Suggested themes may include but not be limited to:
- autobiography – bearing witness and telling stories
- autoFiction – Where does 'I' end?
- the ‘I’ that is not me – writing as another
- altar egos / Multiple personalities
- naval gazing
- the restrictions of ‘Me’
- the gender of ‘I’?
Open call for presentations and exhibition to email@example.com by May 20, 2019
Sally O'Reilly writes for performance, page and video, interleaving academic research and technical knowledges with the comic, the fantastical and the psycho-social.
Besides contributing to several art magazines and numerous exhibition catalogues, she has written the novel Crude (Eros Press, 2016), the libretto for the opera The Virtues of Things (Royal Opera, Aldeburgh Music, Opera North, 2015), a monograph on Mark Wallinger (Tate Publishing, 2015) and The Body in Contemporary Art (Thames & Hudson, 2009).
She was writer in residence at the Whitechapel Art Gallery (2010–11) and at Modern Art Oxford (2016); producer and co-writer of The Last of the Red Wine, a radio sitcom set in the art world (ICA, London, 2011), and co-editor of Implicasphere (2003–8), an interdisciplinary broadsheet.

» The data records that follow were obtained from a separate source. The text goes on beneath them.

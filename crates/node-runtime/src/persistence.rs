//! # Lifecycle Persistence
//!
//! The data directory holds the scan cursor (`cursor.json`, written by the
//! scanner) and the lifecycle snapshot (`transactions.json`). An exclusive
//! lock on `<data_dir>/LOCK` keeps a second node off the same directory.

use anyhow::{Context, Result};
use dx_02_event_scanner::{CursorStore, FileCursorStore, ScanCursor};
use dx_04_transaction_lifecycle::EngineSnapshot;
use fs2::FileExt;
use shared_types::BlockNumber;
use std::fs::{self, File, OpenOptions};
use std::io::ErrorKind;
use std::path::{Path, PathBuf};
use tracing::{debug, info, warn};

/// Owns the data directory for the lifetime of the node.
pub struct DataDir {
    root: PathBuf,
    /// Held open; the lock is released when it is dropped.
    lock: File,
}

impl DataDir {
    /// Create the directory if needed and take its lock.
    pub fn open(root: &Path) -> Result<Self> {
        fs::create_dir_all(root)
            .with_context(|| format!("Failed to create data directory {}", root.display()))?;
        let lock_path = root.join("LOCK");
        let lock = OpenOptions::new()
            .create(true)
            .truncate(false)
            .write(true)
            .open(&lock_path)
            .with_context(|| format!("Failed to open {}", lock_path.display()))?;
        lock.try_lock_exclusive().with_context(|| {
            format!("Data directory {} is in use by another node", root.display())
        })?;
        info!(data_dir = %root.display(), "Data directory locked");
        Ok(Self {
            root: root.to_path_buf(),
            lock,
        })
    }

    pub fn root(&self) -> &Path {
        &self.root
    }

    pub fn cursor_store(&self) -> FileCursorStore {
        FileCursorStore::new(self.root.join("cursor.json"))
    }

    fn snapshot_path(&self) -> PathBuf {
        self.root.join("transactions.json")
    }

    pub fn load_snapshot(&self) -> Result<Option<EngineSnapshot>> {
        let path = self.snapshot_path();
        let raw = match fs::read(&path) {
            Ok(raw) => raw,
            Err(e) if e.kind() == ErrorKind::NotFound => return Ok(None),
            Err(e) => {
                return Err(e).with_context(|| format!("Failed to read {}", path.display()))
            }
        };
        let snapshot = EngineSnapshot::from_json(&raw)
            .with_context(|| format!("Corrupt lifecycle snapshot {}", path.display()))?;
        Ok(Some(snapshot))
    }

    /// Write-then-rename, so a crash leaves the previous snapshot intact.
    pub fn save_snapshot(&self, snapshot: &EngineSnapshot) -> Result<()> {
        let path = self.snapshot_path();
        let tmp = self.root.join("transactions.json.tmp");
        let json = snapshot.to_json().context("Failed to encode lifecycle snapshot")?;
        fs::write(&tmp, json).with_context(|| format!("Failed to write {}", tmp.display()))?;
        fs::rename(&tmp, &path)
            .with_context(|| format!("Failed to move snapshot into {}", path.display()))?;
        debug!(
            block = snapshot.block,
            active = snapshot.active.len(),
            "Lifecycle snapshot saved"
        );
        Ok(())
    }

    /// Move the scan cursor back so events after `snapshot_block` are scanned
    /// again. A cursor ahead of the snapshot means a crash lost engine state
    /// the replay restores; replayed events older than a machine's last
    /// applied position change nothing.
    pub fn rewind_cursor(
        &self,
        snapshot_block: Option<BlockNumber>,
        start_block: BlockNumber,
    ) -> Result<()> {
        let store = self.cursor_store();
        let Some(cursor) = store.load().context("Failed to load scan cursor")? else {
            return Ok(());
        };
        let resume_at = match snapshot_block {
            Some(block) => block.saturating_add(1).max(start_block),
            None => start_block,
        };
        if cursor.next_block <= resume_at {
            return Ok(());
        }
        warn!(
            cursor = cursor.next_block,
            resume_at, "Scan cursor ahead of the lifecycle snapshot, rescanning"
        );
        store
            .save(&ScanCursor::starting_at(resume_at))
            .context("Failed to rewind scan cursor")?;
        Ok(())
    }
}

impl Drop for DataDir {
    fn drop(&mut self) {
        if let Err(e) = FileExt::unlock(&self.lock) {
            warn!(error = %e, "Failed to unlock data directory");
        }
    }
}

Beatrice Gibson (b.1978, U.K) lives and works in London. Recent solo screenings and exhibitions include Camden Arts Centre, London (2019) Collective Gallery, Edinburgh (2015) Statements, Art Basel, (2015) Beatrice Gibson, Laura Bartlett Gallery, (2014). Gibson’s films have screened at numerous experimental film venues and film festivals nationally and internationally including The Rotterdam International Film Festival; Experimenta, The London Film Festival. Gibson has twice won the Rotterdam International Film Festival Tiger Award for short film. In 2013 she was shortlisted for the 2013–15 Max Mara Art Prize for Women and in 2015 won the 17th Baloise Art Prize, Art Basel.

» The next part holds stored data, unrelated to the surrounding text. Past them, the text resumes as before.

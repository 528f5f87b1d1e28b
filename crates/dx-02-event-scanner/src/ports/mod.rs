//! Ports module for Event Scanner

pub mod outbound;

pub use outbound::CursorStore;
pub use shared_types::LedgerClient;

Tanya Augsburg is an interdisciplinary feminist performance scholar, art writer, and curator who can be occasionally persuaded to perform. She teaches at San Francisco State University, where she is Professor of Humanities.

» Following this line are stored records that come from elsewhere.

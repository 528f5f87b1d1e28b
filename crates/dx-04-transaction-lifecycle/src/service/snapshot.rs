//! Engine snapshot
//!
//! What a restart needs besides the scan cursor: known listings, purchases
//! still waiting for their id, and every active state machine with its last
//! applied log position. Replayed events at or before that position are
//! ignored after a restore.

use super::handlers::subscribe_transaction;
use super::LifecycleEngine;
use crate::domain::{Applied, TransactionStateMachine};
use crate::error::{LifecycleError, LifecycleResult};
use serde::{Deserialize, Serialize};
use shared_types::{Address, BlockNumber, Listing, PublishId};
use std::sync::atomic::Ordering;
use std::sync::Arc;
use tracing::{info, warn};

pub const SNAPSHOT_VERSION: u32 = 1;

#[derive(Debug, Clone, PartialEq, Eq, Serialize, Deserialize)]
pub struct EngineSnapshot {
    pub version: u32,
    /// Highest finalized block the engine had seen.
    pub block: BlockNumber,
    pub listings: Vec<Listing>,
    pub pending: Vec<TransactionStateMachine>,
    pub active: Vec<TransactionStateMachine>,
    pub awaiting_approval: Vec<(Address, PublishId)>,
}

impl EngineSnapshot {
    pub fn to_json(&self) -> serde_json::Result<Vec<u8>> {
        serde_json::to_vec_pretty(self)
    }

    pub fn from_json(bytes: &[u8]) -> serde_json::Result<Self> {
        serde_json::from_slice(bytes)
    }
}

impl LifecycleEngine {
    /// Capture the engine state. Waits for machines busy in their lanes.
    pub async fn snapshot(&self) -> EngineSnapshot {
        let mut pending = Vec::new();
        for handle in self.registry.pending_handles() {
            pending.push(handle.lock().await.clone());
        }
        let mut active = Vec::new();
        for (_, handle) in self.registry.active_handles() {
            active.push(handle.lock().await.clone());
        }
        active.sort_by_key(|machine| machine.tx_id());

        let awaiting_approval = self
            .awaiting_approval
            .lock()
            .iter()
            .flat_map(|(buyer, ids)| ids.iter().map(move |id| (*buyer, id.clone())))
            .collect();

        EngineSnapshot {
            version: SNAPSHOT_VERSION,
            block: self.current_block(),
            listings: self.listings.all(),
            pending,
            active,
            awaiting_approval,
        }
    }

    /// Load a snapshot into a fresh engine and resubscribe every machine.
    /// Handoffs a restart interrupted are run again.
    pub async fn restore(&self, snapshot: EngineSnapshot) -> LifecycleResult<()> {
        if snapshot.version != SNAPSHOT_VERSION {
            return Err(LifecycleError::IncompatibleSnapshot {
                found: snapshot.version,
                expected: SNAPSHOT_VERSION,
            });
        }

        self.current_block.fetch_max(snapshot.block, Ordering::SeqCst);
        self.last_reconcile.store(snapshot.block, Ordering::SeqCst);

        for listing in snapshot.listings {
            self.listings.insert(listing);
        }

        let pending_count = snapshot.pending.len();
        for machine in snapshot.pending {
            let buyer = machine.buyer();
            self.registry.add_pending(machine)?;
            self.ensure_creation_subscription(buyer);
        }

        let mut interrupted = Vec::new();
        let mut active_count = 0;
        for machine in snapshot.active {
            let Some(tx_id) = machine.tx_id() else {
                warn!(publish_id = %machine.publish_id(), "Skipping unbound machine in the active set");
                continue;
            };
            let resume = machine.pending_handoff();
            let handle = Arc::new(tokio::sync::Mutex::new(machine));
            self.registry.bind(tx_id, Arc::clone(&handle))?;
            {
                let machine = handle.lock().await;
                subscribe_transaction(self, tx_id, &machine, &handle);
            }
            if let Some(effect) = resume {
                interrupted.push((handle, effect));
            }
            active_count += 1;
        }

        for (buyer, publish_id) in snapshot.awaiting_approval {
            self.awaiting_approval
                .lock()
                .entry(buyer)
                .or_default()
                .push(publish_id);
            self.ensure_approval_subscription(buyer);
        }

        info!(
            block = snapshot.block,
            listings = self.listings.len(),
            pending = pending_count,
            active = active_count,
            resumed_handoffs = interrupted.len(),
            "Lifecycle state restored"
        );

        for (handle, effect) in interrupted {
            let mut machine = handle.lock().await;
            let applied = Applied::Absorbed {
                effects: vec![effect],
            };
            if let Err(e) = self.settle(&handle, &mut machine, applied, None).await {
                let _ = self.degrade(&mut machine, "HandoffResume", None, e).await;
            }
        }
        Ok(())
    }
}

Her research interests include contemporary feminist art and performance, art writing, feminism, and interdisciplinarity. Her 2019 survey chapter, “Ars Eroticas of Their Own Making: Explicit Sexual Imagery in American Feminist Art,” appears in The Blackwell Companion to Feminist Art edited by Maria Elena Buszek and Hilary Robinson. Her book chapter, “Performing, Again after Bob” is forthcoming in Rated RX: Sheree Rose with and after Bob Flanagan edited by Yetta Howard from Ohio University Press. Her latest book project Feminist Ars Erotica examines how multiple aesthetic strategies and themes prevalent in feminist art and performance have proposed new understandings of eroticism since the late 1960s. For that project she was a finalist in 2018 for a Warhol Foundation Arts Writers grant. Most recently, she served as lead curator for F213, a feminist protest art exhibition that took place in 2019 at Arc Gallery in San Francisco.